Bring a pot of salted water to a boil and prepare a bath of ice water. Rinse the greens, discard any wilted or discolored leaves, and trim off the thick stems. When the water is boiling, submerge the greens into the water for just under a minute and then quickly drain and toss into the ice water bath. Wait a minute and then drain the cooled greens, wringing out excess water. Lay the greens on a cutting board. Chop the greens into 1-inch strips. Toss with the sesame sauce and serve.
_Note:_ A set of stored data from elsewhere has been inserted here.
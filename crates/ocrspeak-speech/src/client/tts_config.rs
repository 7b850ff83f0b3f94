//! Configuration for the speech client.

use std::time::Duration;

#[cfg(feature = "config")]
use clap::Args;
use serde::{Deserialize, Serialize};
use url::Url;

use crate::{Error, Result};

/// Default top-level domain of the translate host.
pub const DEFAULT_TLD: &str = "com";

/// Default request timeout in seconds.
pub const DEFAULT_TIMEOUT_SECS: u64 = 30;

/// Browser user agent the endpoint expects.
pub const DEFAULT_USER_AGENT: &str = "Mozilla/5.0 (Windows NT 10.0; WOW64) AppleWebKit/537.36 \
     (KHTML, like Gecko) Chrome/47.0.2526.106 Safari/537.36";

/// Configuration for [`SpeechClient`].
///
/// [`SpeechClient`]: crate::SpeechClient
#[derive(Debug, Clone, PartialEq, Eq, Serialize, Deserialize)]
#[cfg_attr(feature = "config", derive(Args))]
pub struct SpeechConfig {
    /// Top-level domain of the translate host (e.g. "com", "co.uk")
    #[cfg_attr(
        feature = "config",
        arg(long = "tts-tld", env = "TTS_TLD", default_value = DEFAULT_TLD)
    )]
    #[serde(default = "default_tld")]
    pub tld: String,

    /// Read more slowly
    #[cfg_attr(feature = "config", arg(long = "tts-slow", env = "TTS_SLOW"))]
    #[serde(default)]
    pub slow: bool,

    /// Request timeout in seconds
    #[cfg_attr(
        feature = "config",
        arg(long = "tts-timeout-secs", env = "TTS_TIMEOUT_SECS", default_value_t = DEFAULT_TIMEOUT_SECS)
    )]
    #[serde(default = "default_timeout_secs")]
    pub timeout_secs: u64,

    /// User agent sent with every request
    #[cfg_attr(
        feature = "config",
        arg(long = "tts-user-agent", env = "TTS_USER_AGENT", default_value = DEFAULT_USER_AGENT)
    )]
    #[serde(default = "default_user_agent")]
    pub user_agent: String,

    /// Full endpoint URL, overriding the one derived from the domain
    #[cfg_attr(feature = "config", arg(long = "tts-endpoint", env = "TTS_ENDPOINT"))]
    pub endpoint: Option<String>,
}

fn default_tld() -> String {
    DEFAULT_TLD.to_string()
}

fn default_timeout_secs() -> u64 {
    DEFAULT_TIMEOUT_SECS
}

fn default_user_agent() -> String {
    DEFAULT_USER_AGENT.to_string()
}

impl Default for SpeechConfig {
    fn default() -> Self {
        Self {
            tld: default_tld(),
            slow: false,
            timeout_secs: default_timeout_secs(),
            user_agent: default_user_agent(),
            endpoint: None,
        }
    }
}

impl SpeechConfig {
    /// Creates a configuration for the given top-level domain.
    pub fn new(tld: impl Into<String>) -> Self {
        Self {
            tld: tld.into(),
            ..Self::default()
        }
    }

    /// Sets slow speech.
    pub fn with_slow(mut self, slow: bool) -> Self {
        self.slow = slow;
        self
    }

    /// Sets the request timeout.
    pub fn with_timeout(mut self, timeout: Duration) -> Self {
        self.timeout_secs = timeout.as_secs().max(1);
        self
    }

    /// Overrides the endpoint URL.
    pub fn with_endpoint(mut self, endpoint: impl Into<String>) -> Self {
        self.endpoint = Some(endpoint.into());
        self
    }

    /// Request timeout.
    pub fn timeout(&self) -> Duration {
        Duration::from_secs(self.timeout_secs)
    }

    /// Host the requests are sent to, used as the referer.
    pub fn host(&self) -> String {
        format!("https://translate.google.{}/", self.tld)
    }

    /// Resolves the RPC endpoint URL.
    pub fn endpoint(&self) -> Result<Url> {
        let raw = match &self.endpoint {
            Some(endpoint) => endpoint.clone(),
            None => format!("{}_/TranslateWebserverUi/data/batchexecute", self.host()),
        };

        Url::parse(&raw).map_err(|e| Error::config(format!("Invalid endpoint '{raw}': {e}")))
    }
}
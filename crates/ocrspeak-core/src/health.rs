//! Health reporting for OCR and speech capabilities.
//!
//! Providers report whether they can currently serve requests, so the HTTP
//! health endpoint can tell a missing model apart from a working pipeline.

use std::collections::HashMap;
use std::time::Duration;

use jiff::Timestamp;
use serde::{Deserialize, Serialize};
use serde_json::Value;

/// Represents the operational status of a service.
#[derive(Debug, Default, Clone, Copy, PartialEq, Eq, Serialize, Deserialize)]
#[serde(rename_all = "snake_case")]
pub enum ServiceStatus {
    /// Service is operating normally
    #[default]
    Healthy,
    /// Service is operating with some issues but still functional
    Degraded,
    /// Service is not operational
    Unhealthy,
}

/// Health information for a service.
#[derive(Debug, Default, Clone, Serialize, Deserialize)]
pub struct ServiceHealth {
    /// Current service status
    pub status: ServiceStatus,
    /// Response time for the health check
    pub response: Option<Duration>,
    /// Optional message describing the current state
    pub message: Option<String>,
    /// Timestamp when the health check was performed
    pub checked_at: Timestamp,
    /// Additional metrics about the service
    pub metrics: HashMap<String, Value>,
}

impl ServiceHealth {
    /// Creates a new healthy service health report.
    pub fn healthy() -> Self {
        Self {
            status: ServiceStatus::Healthy,
            checked_at: Timestamp::now(),
            ..Default::default()
        }
    }

    /// Creates a new degraded service health report.
    pub fn degraded(message: impl Into<String>) -> Self {
        Self {
            status: ServiceStatus::Degraded,
            message: Some(message.into()),
            checked_at: Timestamp::now(),
            ..Default::default()
        }
    }

    /// Creates a new unhealthy service health report.
    pub fn unhealthy(message: impl Into<String>) -> Self {
        Self {
            status: ServiceStatus::Unhealthy,
            message: Some(message.into()),
            checked_at: Timestamp::now(),
            ..Default::default()
        }
    }

    /// Sets the response time for this health check.
    pub fn with_response_time(mut self, response_time: Duration) -> Self {
        self.response = Some(response_time);
        self
    }

    /// Adds a metric to the health report.
    pub fn with_metric(mut self, key: impl Into<String>, value: Value) -> Self {
        self.metrics.insert(key.into(), value);
        self
    }

    /// Returns true unless the status is [`ServiceStatus::Unhealthy`].
    pub fn is_operational(&self) -> bool {
        self.status != ServiceStatus::Unhealthy
    }
}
Spicy Cilantro Salad (lao hu cai)

  • 1/2 a English cucumber, pealed, seeded, and cut into 1/4 inch half moon slices

  • 1/2-1 hot Thai green pepper (1/2-1 ounce), split in half lengthwise, seeded, and cut into very thin strips

  • 3 scallions, cut into 2-inch lengths and sliced into thin strips

  • 1 bunch cilantro leaves and tender stems, torn by hand or chopped into 3-inch lengths (about 5 cups )
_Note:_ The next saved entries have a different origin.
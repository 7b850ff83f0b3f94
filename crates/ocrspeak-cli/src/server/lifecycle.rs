//! Server lifecycle management.

use std::future::Future;
use std::io;
use std::time::Instant;

use crate::config::ServerConfig;
use crate::server::{Result, ServerError};
use crate::{TRACING_TARGET_SERVER_SHUTDOWN, TRACING_TARGET_SERVER_STARTUP};

/// Serves with lifecycle logging and graceful shutdown.
///
/// # Errors
///
/// Returns [`ServerError::Runtime`] when the server stops with an error.
pub async fn serve_with_shutdown<F>(
    server_config: &ServerConfig,
    serve_fn: impl FnOnce() -> F,
) -> Result<()>
where
    F: Future<Output = io::Result<()>>,
{
    let start_time = Instant::now();

    log_security_warnings(server_config);

    tracing::info!(
        target: TRACING_TARGET_SERVER_STARTUP,
        addr = %server_config.server_addr(),
        "Server is ready and listening for connections"
    );

    let result = serve_fn().await;
    handle_result(result, start_time)
}

/// Logs security warnings for potentially unsafe configurations.
fn log_security_warnings(config: &ServerConfig) {
    if config.binds_to_all_interfaces() {
        tracing::warn!(
            target: TRACING_TARGET_SERVER_STARTUP,
            "Server bound to all interfaces (0.0.0.0) - ensure firewall is configured"
        );
    }
}

/// Handles the server result and logs appropriate messages.
fn handle_result(result: io::Result<()>, start_time: Instant) -> Result<()> {
    let uptime = start_time.elapsed();

    match result {
        Ok(()) => {
            tracing::info!(
                target: TRACING_TARGET_SERVER_SHUTDOWN,
                uptime_secs = uptime.as_secs(),
                "Shutdown completed"
            );
            Ok(())
        }
        Err(err) => {
            let error = ServerError::Runtime(err);

            tracing::error!(
                target: TRACING_TARGET_SERVER_SHUTDOWN,
                error = %error,
                code = error.error_code(),
                uptime_secs = uptime.as_secs(),
                "Fatal error"
            );

            if let Some(suggestion) = error.suggestion() {
                tracing::info!(
                    target: TRACING_TARGET_SERVER_SHUTDOWN,
                    suggestion = suggestion,
                    "Recovery suggestion"
                );
            }

            Err(error)
        }
    }
}

#[cfg(test)]
mod tests {
    use super::*;

    #[tokio::test]
    async fn serve_with_shutdown_success() {
        let config = ServerConfig::default();
        let result = serve_with_shutdown(&config, || async { Ok(()) }).await;
        assert!(result.is_ok());
    }

    #[tokio::test]
    async fn serve_with_shutdown_handles_error() {
        let config = ServerConfig::default();
        let result =
            serve_with_shutdown(&config, || async { Err(io::Error::other("test error")) }).await;

        assert!(matches!(result, Err(ServerError::Runtime(_))));
    }
}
  • 2 teaspoons vegetable or avocado oil

  • pinch of salt

  • Toasted sesame oil

  • juice of 1/2 or 1 lime, to taste

This can’t get much easier! Combine the cilantro, cucumber, hot pepper (I go for a full pepper for extra spice), and scallions in a bowl. Just before you are ready to serve the salad, add the salt and oil and give the mixture a quick toss. Add a few drops (about 3) of toasted sesame oil and the juice of half a lime; toss the salad again. Taste your creation. Add a bit more lime, up to two more drops of sesame oil, and a bit more salt if you want extra flavor but taste as you go. Pile into a bowl or onto a plate and serve immediately with your meal.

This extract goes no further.